ABNORMALITIES OF EXTRAOCULAR MUSCLE FUNCTION
Although emergency physicians are most commonly confronted with abnormalities of extraocular muscle function caused by cranial nerve palsies, a number of other conditions affecting extraocular motor function should be noted.
Cranial Nerve Palsies
Cranial nerve palsies may involve single or multiple nerves.
Third Nerve Palsies
Third nerve palsies produce limitation of elevation, adduction, and depression of the eye; intraocular muscle involvement produces a fixed, dilated pupil with paralysis of accommodation.

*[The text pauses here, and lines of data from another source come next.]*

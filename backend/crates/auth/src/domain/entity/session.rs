//! Session Entity
//!
//! Server-side session record referenced by the signed cookie token.
//! The payload is stored as JSON so it can grow without schema changes.

use chrono::{DateTime, Duration, Utc};
use serde::{Deserialize, Serialize};
use uuid::Uuid;

use crate::domain::value_object::email::Email;

/// Session payload
///
/// `user` is the only authorization signal for the gated page.
#[derive(Debug, Clone, Default, PartialEq, Eq, Serialize, Deserialize)]
pub struct SessionData {
    #[serde(default, skip_serializing_if = "Option::is_none")]
    pub user: Option<String>,
}

impl SessionData {
    pub fn for_user(email: &Email) -> Self {
        Self {
            user: Some(email.as_str().to_owned()),
        }
    }
}

/// Session entity
#[derive(Debug, Clone)]
pub struct Session {
    /// Session ID (UUID v4), the id half of the cookie token
    pub session_id: Uuid,
    pub data: SessionData,
    pub expires_at: DateTime<Utc>,
}

impl Session {
    /// Create a session for an authenticated user
    ///
    /// TTL is provided by the application layer (config), not hard-coded here.
    pub fn for_user(email: &Email, ttl: Duration) -> Self {
        Self {
            session_id: Uuid::new_v4(),
            data: SessionData::for_user(email),
            expires_at: Utc::now() + ttl,
        }
    }

    pub fn is_expired(&self) -> bool {
        Utc::now() >= self.expires_at
    }

    /// Authenticated email, if any
    pub fn user(&self) -> Option<&str> {
        self.data.user.as_deref()
    }
}
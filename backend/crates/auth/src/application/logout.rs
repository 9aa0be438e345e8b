//! Logout Use Case
//!
//! Destroys the session referenced by the cookie token.

use std::sync::Arc;

use crate::application::config::AuthConfig;
use crate::domain::repository::SessionRepository;
use crate::domain::value_object::session_token::SessionToken;
use crate::error::AuthResult;

/// Logout use case
pub struct LogoutUseCase<S>
where
    S: SessionRepository,
{
    session_repo: Arc<S>,
    config: Arc<AuthConfig>,
}

impl<S> LogoutUseCase<S>
where
    S: SessionRepository,
{
    pub fn new(session_repo: Arc<S>, config: Arc<AuthConfig>) -> Self {
        Self {
            session_repo,
            config,
        }
    }

    /// Destroy the current session
    ///
    /// A missing or unverifiable token means there is nothing to destroy,
    /// which counts as success.
    pub async fn execute(&self, session_token: Option<&str>) -> AuthResult<()> {
        let Some(session_id) =
            session_token.and_then(|t| SessionToken::verify(t, &self.config.session_secret))
        else {
            return Ok(());
        };

        self.session_repo.delete(session_id).await?;

        tracing::info!(session_id = %session_id, "User logged out");
        Ok(())
    }
}
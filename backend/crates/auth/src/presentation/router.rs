//! Auth Router

use axum::{
    Router,
    http::{HeaderValue, header},
    middleware,
    routing::get,
};
use std::sync::Arc;
use tower_http::set_header::SetResponseHeaderLayer;

use crate::application::config::AuthConfig;
use crate::domain::repository::{SessionRepository, UserRepository};
use crate::infra::postgres::PgAuthRepository;
use crate::presentation::handlers::{self, AuthAppState};
use crate::presentation::middleware::{load_session, require_user};

/// Route paths
pub mod paths {
    pub const HOME: &str = "/";
    pub const LOGIN: &str = "/login";
    pub const REGISTER: &str = "/register";
    pub const SECRETS: &str = "/secrets";
    pub const LOGOUT: &str = "/logout";
}

/// Sent on every response so the gated page never comes back from history
pub const NO_STORE: &str = "no-store, no-cache, must-revalidate, private";

/// Create the Auth router with PostgreSQL repository
pub fn auth_router(repo: PgAuthRepository, config: AuthConfig) -> Router {
    auth_router_generic(repo, config)
}

/// Create a generic Auth router for any repository implementation
pub fn auth_router_generic<R>(repo: R, config: AuthConfig) -> Router
where
    R: UserRepository + SessionRepository + Clone + Send + Sync + 'static,
{
    let state = AuthAppState {
        repo: Arc::new(repo),
        config: Arc::new(config),
    };

    let protected: Router<AuthAppState<R>> = Router::new()
        .route(paths::SECRETS, get(handlers::secrets))
        .route_layer(middleware::from_fn(require_user));

    Router::new()
        .route(paths::HOME, get(handlers::home))
        .route(
            paths::LOGIN,
            get(handlers::login_page).post(handlers::login::<R>),
        )
        .route(
            paths::REGISTER,
            get(handlers::register_page).post(handlers::register::<R>),
        )
        .route(paths::LOGOUT, get(handlers::logout::<R>))
        .merge(protected)
        .layer(middleware::from_fn_with_state(
            state.clone(),
            load_session::<R>,
        ))
        .layer(SetResponseHeaderLayer::overriding(
            header::CACHE_CONTROL,
            HeaderValue::from_static(NO_STORE),
        ))
        .with_state(state)
}
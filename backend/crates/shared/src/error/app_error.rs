//! Application Error - Unified error type for the application
//!
//! Defines [`AppError`] struct and [`AppResult<T>`] type alias.

use std::borrow::Cow;
use std::error::Error;
use std::fmt;

use super::kind::ErrorKind;

/// Unified application error
///
/// Carries a [`ErrorKind`], a message, and optionally the underlying error.
/// Only client errors expose their message to the visitor; server errors
/// answer with the bare reason phrase (see [`AppError::public_message`]).
///
/// ## Examples
/// ```rust
/// use kernel::error::{app_error::AppError, kind::ErrorKind};
///
/// let err = AppError::new(ErrorKind::BadRequest, "Email is required");
/// assert_eq!(err.public_message(), "Email is required");
///
/// let err = AppError::internal("connection reset by peer");
/// assert_eq!(err.public_message(), "Internal Server Error");
/// ```
pub struct AppError {
    kind: ErrorKind,
    message: Cow<'static, str>,
    source: Option<Box<dyn Error + Send + Sync + 'static>>,
}

/// `Result<T, AppError>`
pub type AppResult<T> = Result<T, AppError>;

impl AppError {
    #[inline]
    pub fn new(kind: ErrorKind, message: impl Into<Cow<'static, str>>) -> Self {
        Self {
            kind,
            message: message.into(),
            source: None,
        }
    }

    // ========================================================================
    // Convenience constructors
    // ========================================================================

    #[inline]
    pub fn bad_request(message: impl Into<Cow<'static, str>>) -> Self {
        Self::new(ErrorKind::BadRequest, message)
    }

    #[inline]
    pub fn internal(message: impl Into<Cow<'static, str>>) -> Self {
        Self::new(ErrorKind::InternalServerError, message)
    }

    #[inline]
    pub fn service_unavailable(message: impl Into<Cow<'static, str>>) -> Self {
        Self::new(ErrorKind::ServiceUnavailable, message)
    }

    /// Attach the underlying error (kept for logs, never rendered)
    #[inline]
    pub fn with_source<E>(mut self, source: E) -> Self
    where
        E: Error + Send + Sync + 'static,
    {
        self.source = Some(Box::new(source));
        self
    }

    // ========================================================================
    // Accessors
    // ========================================================================

    #[inline]
    pub fn kind(&self) -> ErrorKind {
        self.kind
    }

    #[inline]
    pub fn status_code(&self) -> u16 {
        self.kind.status_code()
    }

    /// Internal message, suitable for logs
    #[inline]
    pub fn message(&self) -> &str {
        &self.message
    }

    /// Text that may be sent to the visitor
    pub fn public_message(&self) -> &str {
        if self.kind.is_server_error() {
            self.kind.as_str()
        } else {
            &self.message
        }
    }

    #[inline]
    pub fn is_server_error(&self) -> bool {
        self.kind.is_server_error()
    }
}

impl fmt::Debug for AppError {
    fn fmt(&self, f: &mut fmt::Formatter<'_>) -> fmt::Result {
        let mut builder = f.debug_struct("AppError");
        builder.field("kind", &self.kind);
        builder.field("message", &self.message);
        if let Some(source) = &self.source {
            builder.field("source", source);
        }
        builder.finish()
    }
}

impl fmt::Display for AppError {
    fn fmt(&self, f: &mut fmt::Formatter<'_>) -> fmt::Result {
        write!(f, "[{}] {}", self.kind, self.message)
    }
}

impl Error for AppError {
    fn source(&self) -> Option<&(dyn Error + 'static)> {
        self.source
            .as_ref()
            .map(|e| e.as_ref() as &(dyn Error + 'static))
    }
}
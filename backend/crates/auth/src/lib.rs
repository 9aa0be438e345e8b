//! Auth (Authentication) Backend Module
//!
//! Clean Architecture structure:
//! - `domain/` - Entities, value objects, repository traits
//! - `application/` - Use cases (register, login, logout, session check)
//! - `infra/` - PostgreSQL and in-memory repositories
//! - `presentation/` - HTTP handlers, pages, middleware, router
//!
//! ## Features
//! - Registration and login with email + password
//! - Server-side sessions referenced by a signed cookie token
//! - A gated page that redirects anonymous visitors to the login form
//!
//! ## Security Model
//! - Passwords hashed with Argon2id; cleartext is zeroized after use
//! - Session tokens are `uuid.HMAC-SHA256(uuid)`; forged tokens count as no session
//! - Session ids are rotated on every login and registration
//! - Responses are marked `no-store`

pub mod application;
pub mod domain;
pub mod error;
pub mod infra;
pub mod presentation;

// Re-exports for convenience
pub use application::config::AuthConfig;
pub use domain::repository::{SessionRepository, UserRepository};
pub use error::{AuthError, AuthResult};
pub use infra::{memory::MemoryAuthRepository, postgres::PgAuthRepository};
pub use presentation::router::{auth_router, auth_router_generic};

// Re-export kernel error types for unified error handling
pub use kernel::error::{
    app_error::{AppError, AppResult},
    kind::ErrorKind,
};

#[cfg(test)]
mod tests;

Diabetes is a common cause of third nerve palsy, with most patients recovering completely. Importantly, in these patients, the pupil is unaffected. Other causes are ominous and include malignant lesions, inflammatory processes such as meningitis and encephalitis, intracranial aneurysm (pain associated with pupillary involvement is particularly suggestive of aneurysm), and multiple sclerosis. Diagnostic evaluation includes neurologic consultation and CT scanning, particularly if headache is an associated symptom. Lumbar puncture or an angiogram may be required.
The Fourth Cranial Nerve
The fourth cranial nerve innervates the superior oblique muscle, which exerts vertical, horizontal, and rotatory forces on the eye, depending on its horizontal position. Patients with isolated fourth nerve paralysis present with the head tilted toward the opposite shoulder. This occurs as a compensatory maneuver to counteract the unopposed inferior oblique muscle’s tendency to extort the eye. Etiologically, head injury, malignancy, and aneurysm must be considered.